Als er die Zimtschnecke aufgegessen hat, bestellt er noch ein anderes Gebäck.

"Echt jetzt? Du musst doch schon platzen"

"Ich habe extra nicht so viel zum Frühstück gegessen." , sagt er grinsend. "Ich will mich doch durch das ganze Sortiment testen, und da ich nicht keine Zimtschnecke bestellen kann muss ich eben danach noch etwas bestellen, damit ich meinen Plan in die Tat umsetzen kann" , sagt er beschwichtigend.

"Ich verstehe, Herr Zimtschneckenmann" , sage ich grinsend und nehme noch einen Schluck meines Kakaos.

"Den Kakao haben sie hier aber auch echt drauf"

"Hey, es geht aber doch kein Kakao über meinen, oder?" , frage ich. Kakao ist meine Spezialität. Das ist etwas, was ich richtig gut kann. Er zeigt mit seinen Fingerspitzen und einem verzerrtem Gesicht eine kleine Lücke.

"Hey" , sage ich und boxe ihm gegen den Arm. "Ich muss aber schon zugeben, dass die beiden es echt drauf haben" , gebe ich zu. Wir beide essen auf und bezahlen schließlich mit einer ordentlichen Menge Trinkgeld.
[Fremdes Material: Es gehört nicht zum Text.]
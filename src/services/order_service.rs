use std::collections::{HashMap, HashSet};
use crate::data::models::order::{NewOrder, OrderStatus, OrderWithItems};
use crate::data::models::order_item::NewOrderItem;
use crate::data::models::product::Product;
use crate::data::repos::traits::order_repository::{OrderRepository, StoreTransaction};
use crate::services::errors::OrderServiceError;
use bigdecimal::BigDecimal;
use futures::FutureExt;

/// Most lines a single cart may carry.
pub const MAX_CART_LINES: usize = 100;

/// One requested line of a cart. It carries no price; prices only ever come
/// from the catalog.
#[derive(Debug, Clone, Copy, PartialEq, Eq)]
pub struct CartItem {
    pub product_id: i32,
    pub quantity: i32,
}

/// A cart that passed the input checks.
#[derive(Debug, Clone, PartialEq, Eq)]
pub struct Cart {
    items: Vec<CartItem>,
}

impl Cart {
    pub fn new(items: Vec<CartItem>) -> Result<Self, OrderServiceError> {
        if items.is_empty() {
            return Err(OrderServiceError::Validation(
                "The order must contain at least one product".into(),
            ));
        }

        if items.len() > MAX_CART_LINES {
            return Err(OrderServiceError::Validation(format!(
                "An order may contain at most {} lines",
                MAX_CART_LINES
            )));
        }

        for item in &items {
            if item.product_id <= 0 || item.quantity <= 0 {
                return Err(OrderServiceError::Validation(
                    "Each item needs a productId and a quantity greater than 0".into(),
                ));
            }
        }

        Ok(Cart { items })
    }

    pub fn items(&self) -> &[CartItem] {
        &self.items
    }

    /// Distinct product ids in first-seen order.
    pub fn product_ids(&self) -> Vec<i32> {
        let mut seen = HashSet::with_capacity(self.items.len());
        self.items
            .iter()
            .map(|item| item.product_id)
            .filter(|id| seen.insert(*id))
            .collect()
    }
}

/// Result of a committed placement.
#[derive(Debug, Clone, PartialEq)]
pub struct PlacedOrder {
    pub order_id: i32,
    pub total: BigDecimal,
}

/// Order placement and order history for authenticated users.
#[derive(Clone)]
pub struct OrderService<R> {
    repo: R,
}

impl<R: OrderRepository> OrderService<R> {
    pub fn new(repo: R) -> Self {
        OrderService { repo }
    }

    /// Validates, prices and commits `items` as a new pending order owned by
    /// `user_id`, deducting stock in the same transaction.
    #[tracing::instrument(skip(self, items), fields(lines = items.len()))]
    pub async fn place_order(
        &self,
        user_id: i32,
        items: Vec<CartItem>,
    ) -> Result<PlacedOrder, OrderServiceError> {
        let cart = Cart::new(items)?;

        let result = self
            .repo
            .in_transaction(move |tx| {
                async move { commit_cart(tx, user_id, &cart).await }.boxed()
            })
            .await;

        match &result {
            Ok(placed) => tracing::info!(
                order_id = placed.order_id,
                total = %placed.total,
                "Order placed"
            ),
            Err(OrderServiceError::DatabaseError(reason)) => {
                tracing::error!(%reason, "Order placement failed, transaction rolled back")
            }
            Err(e) => tracing::warn!(error = %e, "Order rejected, transaction rolled back"),
        }

        result
    }

    /// Orders of `user_id`, newest first, each with its line items.
    #[tracing::instrument(skip(self))]
    pub async fn list_orders_for_user(
        &self,
        user_id: i32,
    ) -> Result<Vec<OrderWithItems>, OrderServiceError> {
        self.repo.get_orders_for_user(user_id).await.map_err(|e| {
            tracing::error!(error = %e, "Failed to load orders");
            OrderServiceError::from(e)
        })
    }
}

/// Runs inside the placement transaction. Returning `Err` rolls back every
/// write made here.
async fn commit_cart(
    tx: &mut dyn StoreTransaction,
    user_id: i32,
    cart: &Cart,
) -> Result<PlacedOrder, OrderServiceError> {
    let ids = cart.product_ids();
    let catalog: HashMap<i32, Product> = tx
        .get_products_by_ids(&ids)
        .await?
        .into_iter()
        .map(|p| (p.product_id, p))
        .collect();

    let missing: Vec<i32> = ids
        .iter()
        .copied()
        .filter(|id| !catalog.contains_key(id))
        .collect();
    if !missing.is_empty() {
        return Err(OrderServiceError::ProductNotFound(missing));
    }

    // Stock left for each product after the lines validated so far, so a
    // product listed twice is checked against its combined quantity.
    let mut remaining: HashMap<i32, i32> =
        catalog.values().map(|p| (p.product_id, p.stock)).collect();
    let mut total = BigDecimal::from(0);
    let mut lines: Vec<(CartItem, BigDecimal)> = Vec::with_capacity(cart.items().len());

    for item in cart.items() {
        let product = &catalog[&item.product_id];
        let available = remaining.entry(item.product_id).or_insert(0);

        if item.quantity > *available {
            return Err(OrderServiceError::InsufficientStock {
                product_id: item.product_id,
            });
        }
        *available -= item.quantity;

        total += &product.price * BigDecimal::from(item.quantity);
        lines.push((*item, product.price.clone()));
    }

    let order_id = tx
        .insert_order(&NewOrder {
            user_id,
            total: total.clone(),
            status: OrderStatus::Pending.as_str().to_string(),
        })
        .await?;

    for (item, unit_price) in lines {
        tx.insert_line_item(&NewOrderItem {
            order_id,
            product_id: item.product_id,
            quantity: item.quantity,
            unit_price,
        })
        .await?;

        if !tx.decrement_stock(item.product_id, item.quantity).await? {
            return Err(OrderServiceError::InsufficientStock {
                product_id: item.product_id,
            });
        }
    }

    Ok(PlacedOrder { order_id, total })
}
"Wenn das so weitergeht, kann ich aber nicht immer so viel Trinkgeld geben" , sage ich, als wir aufstehen und den Laden verlassen.

"Nächstes Mal lade ich dich ein" , erwidert er.
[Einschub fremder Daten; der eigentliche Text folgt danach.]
use crate::api::config::Config;
use crate::data::repos::traits::store::Store;
use crate::security::jwt::JwtService;
use crate::services::order_service::OrderService;
use crate::services::product_service::ProductService;
use crate::services::user_service::UserService;

/// Shared handler state. Every service holds a clone of the same store handle.
#[derive(Clone)]
pub struct AppState<S> {
    pub store: S,
    pub orders: OrderService<S>,
    pub products: ProductService<S>,
    pub users: UserService<S>,
    pub jwt: JwtService,
}

impl<S: Store> AppState<S> {
    pub fn new(store: S, jwt: JwtService) -> Self {
        AppState {
            orders: OrderService::new(store.clone()),
            products: ProductService::new(store.clone()),
            users: UserService::new(store.clone(), jwt.clone()),
            store,
            jwt,
        }
    }

    pub fn from_config(store: S, config: &Config) -> Self {
        Self::new(
            store,
            JwtService::new(&config.jwt_secret, config.jwt_expiration_minutes),
        )
    }
}
use crate::data::database::Database;
use crate::data::errors::StoreError;
use crate::data::models::user::{NewUser, User};
use crate::data::repos::traits::user_repository::UserRepository;
use async_trait::async_trait;
use diesel::prelude::*;
use diesel::result;
use diesel_async::scoped_futures::ScopedFutureExt;
use diesel_async::{AsyncConnection, RunQueryDsl};

#[async_trait]
impl UserRepository for Database {
    async fn add_user(&self, item: NewUser) -> Result<i32, StoreError> {
        use crate::data::models::schema::users::dsl::users;

        let mut conn = self.get_connection().await?;

        let new_id = conn
            .transaction::<i32, result::Error, _>(|connection| {
                async move {
                    diesel::insert_into(users)
                        .values(&item)
                        .execute(connection)
                        .await?;

                    diesel::select(diesel::dsl::sql::<diesel::sql_types::Integer>(
                        "LAST_INSERT_ID()",
                    ))
                    .get_result(connection)
                    .await
                }
                .scope_boxed()
            })
            .await?;

        Ok(new_id)
    }

    async fn get_user_by_email(&self, email_query: &str) -> Result<Option<User>, StoreError> {
        use crate::data::models::schema::users::dsl::{email, users};

        let mut conn = self.get_connection().await?;

        match users
            .filter(email.eq(email_query))
            .select(User::as_select())
            .first::<User>(&mut conn)
            .await
        {
            Ok(value) => Ok(Some(value)),
            Err(result::Error::NotFound) => Ok(None),
            Err(e) => Err(e.into()),
        }
    }
}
"Nein, so war das nicht gemeint" , sage ich.

"Aber was, wenn ich es möchte?"

"Dann darfst du das natürlich auch." , sage ich und versuche dann einen Erklärungsansatz zu finden. "Ich meine nur, weil das Hotel mich fast mein ganzes erspartes aufgebraucht hat. Ich brauche irgend eine Idee, wie ich an Geld komme. Klar, es kommen bald die ersten Gäste, aber ich würde auch so so gerne so viele Events planen. Doch die kosten natürlich alle Geld", gebe ich zu.

"Was ist, wenn du Eintritt verlangst?" , fragt er. "Für die Veranstaltungen?"

"Ich möchte eigentlich, dass jeder kommen kann. Auch wenn er nicht so viel hat, weißt du?" , frage ich.

"Verstehe. Und was, wenn du einfach Eintritt per Spende machst? Also, diejenigen, die nichts haben, müssen auch nicht bezahlen. Aber das einfach jeder kommen kann und spenden soll, wie viel er eben kann?" , fragt Leano.

"Das ist eigentlich gar keine so schlechte Idee" , überlege ich laut und mache mir eine gedankliche Notiz, dass ich es für den Weihnachtsball so halten möchte.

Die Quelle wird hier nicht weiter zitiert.